Brett just didn't understand me. Actually, he was right about himself. If it had just been Brett at the door, it would have been a temporary shock, but when I thought about it—no more so than my surprise when I entered his room where his nakedness stared at me. And less of a shock than when I thought he'd been reading my journal over my shoulder. My shape, I was sure he didn't notice one way or the other, having seen so many he must have been bored stiff by any of us. And, besides, neither Andrew nor the luscious Simone had gotten a rise out of him. So that left the indescribable—my filthy shame right in front of his eyes—and that didn't bother me when I contextualized it for his culture. The worst part of it, the shit pouring out of my arse and running over the floor, was, when I pictured it from his point of view, just everyday-person stuff. In Art History, I'd seen many pictures of naked people in hell, in all kinds of embarrassing positions, often with things poking up their bums and surrounded by environmental conditions murky in the extreme. Brett couldn't regard filth with the same derisive horror as we. Maybe the gross failure of bodily functions didn't register with him as anything different than, say, a burp after eating. Nature.
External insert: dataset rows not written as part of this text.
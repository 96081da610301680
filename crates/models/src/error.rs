/// ErrorClass is the §7 error taxonomy. It determines whether the engine
/// retries locally, promotes to step failure, or fails the Migration
/// outright.
#[derive(Debug, Clone, Copy, PartialEq, Eq)]
pub enum ErrorClass {
    /// Connection loss, timeout, back-end "retry later." Retried with
    /// exponential backoff up to a step-level attempt limit.
    Transient,
    /// Lock busy or optimistic CAS failure. Retried with shorter backoff;
    /// exceeding the contention threshold fails the step.
    Contention,
    /// Schema conflict, transformer rejection, validation mismatch. Never
    /// retried.
    Logical,
    /// Plan cycle, missing compensation, topology mismatch. Fails the
    /// Migration before or at the transition that detects it.
    Structural,
    /// Status Store unavailable. Scheduling suspends; in-flight executors
    /// continue to their next commit boundary then park.
    Fatal,
}

impl ErrorClass {
    pub fn is_retryable(&self) -> bool {
        matches!(self, ErrorClass::Transient | ErrorClass::Contention)
    }
}

/// EngineError is the classified error type threaded through the
/// coordination engine. Every terminal failure's `failed` event and the
/// owning Migration's `last_error` are rendered from one of these.
#[derive(Debug, thiserror::Error)]
pub enum EngineError {
    #[error("topology version {resumed:?} is stale; current version is {current:?}, a re-plan is required")]
    TopologyStale {
        resumed: crate::TopologyVersion,
        current: crate::TopologyVersion,
    },

    #[error("plan contains a dependency cycle through step {step_id:?}")]
    PlanCycle { step_id: String },

    #[error("resource {resource} is held by another migration")]
    LockBusy { resource: String },

    #[error("lock on {resource} could not be acquired within the contention window")]
    LockUnavailable { resource: String },

    #[error("step {step_id} on shard {shard} has no registered compensation and cannot be rolled back")]
    Unrecoverable { step_id: String, shard: String },

    #[error("{class:?} error in step {step_id} on shard {shard}: {message}")]
    Step {
        class: ErrorClass,
        step_id: String,
        shard: String,
        message: String,
    },

    #[error("status store is unavailable: {0}")]
    StatusStoreUnavailable(String),

    #[error(transparent)]
    Other(#[from] anyhow::Error),
}

impl EngineError {
    pub fn class(&self) -> ErrorClass {
        match self {
            EngineError::TopologyStale { .. } | EngineError::PlanCycle { .. } => {
                ErrorClass::Structural
            }
            EngineError::LockBusy { .. } | EngineError::LockUnavailable { .. } => {
                ErrorClass::Contention
            }
            EngineError::Unrecoverable { .. } => ErrorClass::Structural,
            EngineError::Step { class, .. } => *class,
            EngineError::StatusStoreUnavailable(_) => ErrorClass::Fatal,
            EngineError::Other(_) => ErrorClass::Logical,
        }
    }
}
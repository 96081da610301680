//! Orchestrator: the central state machine driving a `Migration` through
//! planning, staged execution, validation, and rollback (§4.6). One
//! `Orchestrator<D>` is constructed per store class, holding the single
//! `StoreDriver` configured for it (§9's "a single `StoreDriver` capability
//! with two concrete variants; the Orchestrator holds one instance per
//! store class from configuration").

pub mod executor;

use executor::StepExecutor;
use models::{
    ConcurrencyHint, EngineError, Event, EventKind, Id, IdGenerator, Migration, MigrationRequest,
    MigrationState, Plan, Resource, RollbackPolicy, ShardId, ShardProgressStatus,
};
use planner::PlanError;
use status_store::{StatusError, StatusStore};
use std::collections::HashMap;
use std::sync::Arc;
use std::time::Duration;
use store_driver::StoreDriver;
use tokio::sync::{Mutex, Semaphore};
use tokio_util::sync::CancellationToken;
use topology::Topology;
use transform::Registry;
use validator::{ValidationError, Validator};

const DEFAULT_LOCK_TTL: Duration = Duration::from_secs(30);
const DEFAULT_CONTENTION_WINDOW: Duration = Duration::from_secs(10);

impl From<StatusError> for EngineError {
    fn from(err: StatusError) -> Self {
        match err {
            StatusError::Unavailable(msg) => EngineError::StatusStoreUnavailable(msg),
            StatusError::LockBusy { resource } => EngineError::LockBusy {
                resource: resource.to_string(),
            },
            other => EngineError::Other(other.into()),
        }
    }
}

impl From<lockmgr::LockError> for EngineError {
    fn from(err: lockmgr::LockError) -> Self {
        match err {
            lockmgr::LockError::Busy { resource } => EngineError::LockBusy {
                resource: resource.to_string(),
            },
            lockmgr::LockError::Unavailable { resource } => EngineError::LockUnavailable {
                resource: resource.to_string(),
            },
            lockmgr::LockError::Status(err) => err.into(),
        }
    }
}

impl From<PlanError> for EngineError {
    fn from(err: PlanError) -> Self {
        match err {
            PlanError::Cycle { step_id } => EngineError::PlanCycle { step_id },
            PlanError::UnknownDependency { step_id, .. } => EngineError::PlanCycle { step_id },
            PlanError::Topology(err) => EngineError::Other(err),
        }
    }
}

impl From<ValidationError> for EngineError {
    fn from(err: ValidationError) -> Self {
        EngineError::Step {
            class: err.class(),
            step_id: "validation".to_string(),
            shard: "*".to_string(),
            message: err.to_string(),
        }
    }
}

impl From<executor::ExecutorError> for EngineError {
    fn from(err: executor::ExecutorError) -> Self {
        EngineError::Step {
            class: err.class(),
            step_id: String::new(),
            shard: String::new(),
            message: err.to_string(),
        }
    }
}

/// ShardSemaphores hands out a lazily-created, capacity-1 semaphore per
/// shard, implementing the fixed `per_shard_parallelism=1` bound from §4.6.
#[derive(Default)]
struct ShardSemaphores {
    by_shard: Mutex<HashMap<ShardId, Arc<Semaphore>>>,
}

impl ShardSemaphores {
    async fn get(&self, shard: ShardId) -> Arc<Semaphore> {
        let mut map = self.by_shard.lock().await;
        map.entry(shard).or_insert_with(|| Arc::new(Semaphore::new(1))).clone()
    }
}

pub struct Orchestrator<D: StoreDriver + ?Sized> {
    driver: Arc<D>,
    status: Arc<dyn StatusStore>,
    topology: Arc<Topology>,
    locks: Arc<lockmgr::LockManager>,
    validator: Arc<Validator>,
    registry: Arc<Registry>,
    batch_config: batch_pump::BatchPumpConfig,
    /// Bounds how many Executors this store class runs concurrently.
    dispatch_permits: Arc<Semaphore>,
    /// Bounds in-flight Batch Pump batches across all shards of this store
    /// class; deliberately a separate pool from `dispatch_permits` so an
    /// Executor holding a dispatch permit is never starved waiting on the
    /// very pool that would also need to free its own permit (§4.4, §4.6).
    batch_permits: Arc<Semaphore>,
    shard_permits: Arc<ShardSemaphores>,
    id_gen: Mutex<IdGenerator>,
    cancellations: Mutex<HashMap<Id, CancellationToken>>,
}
But that still left Jim,  who had called me then, for the first time, 'Miss Lily', and who I was absolutely positive, would have smirked. And Brett couldn't say for sure that he hadn't, because, although I hadn't actually seen Jim's face, Brett hadn't been looking at him, either.

Brett was blind to the absolute horribleness of this, the intolerableness, the impossibleness of my position, not only now, but in the future.

And the worst part was: Brett didn't see why anyone would want to know what.
What was there precisely
, he asked again and again,
to know?

His ignorance made me feel silly, and I know it is silly that this snowballed into another feeling, but it did. Because I felt silly, and he didn't understand why, I felt petty to feel silly, and resented feeling petty, and felt angry that I felt petty—a little angry at Brett, which had no adequate outlet, but which made me feel everything all over again, and more so—which made everything so much harder, and impossible to explain.

I didn't get into the issue about my name—that he'd utterly ruined it, and I'd have to pick another—because he genuinely sounded like he was trying to understand. He just couldn't see what there was to be upset about on my part, given that I had forgiven him his honest mistake. Of course he'd take greater precautions in front of others, so as not to compromise my sensibilities, so now let's have a smile, and everything's hunky do?

I just couldn't pretend to be hunky do, whatever that was. Wearily, and tearily, I left him. I had no idea how to deal with tomorrow, but he could order his own dinner, or not, as he chose.

I dragged my chair back to my room, closed the door, took the packet of Tim Tams out of the fridge, climbed into bed, ate the lot—and for afters, cried myself to sleep.

—11—

Brett woke me with a polite knock at the door.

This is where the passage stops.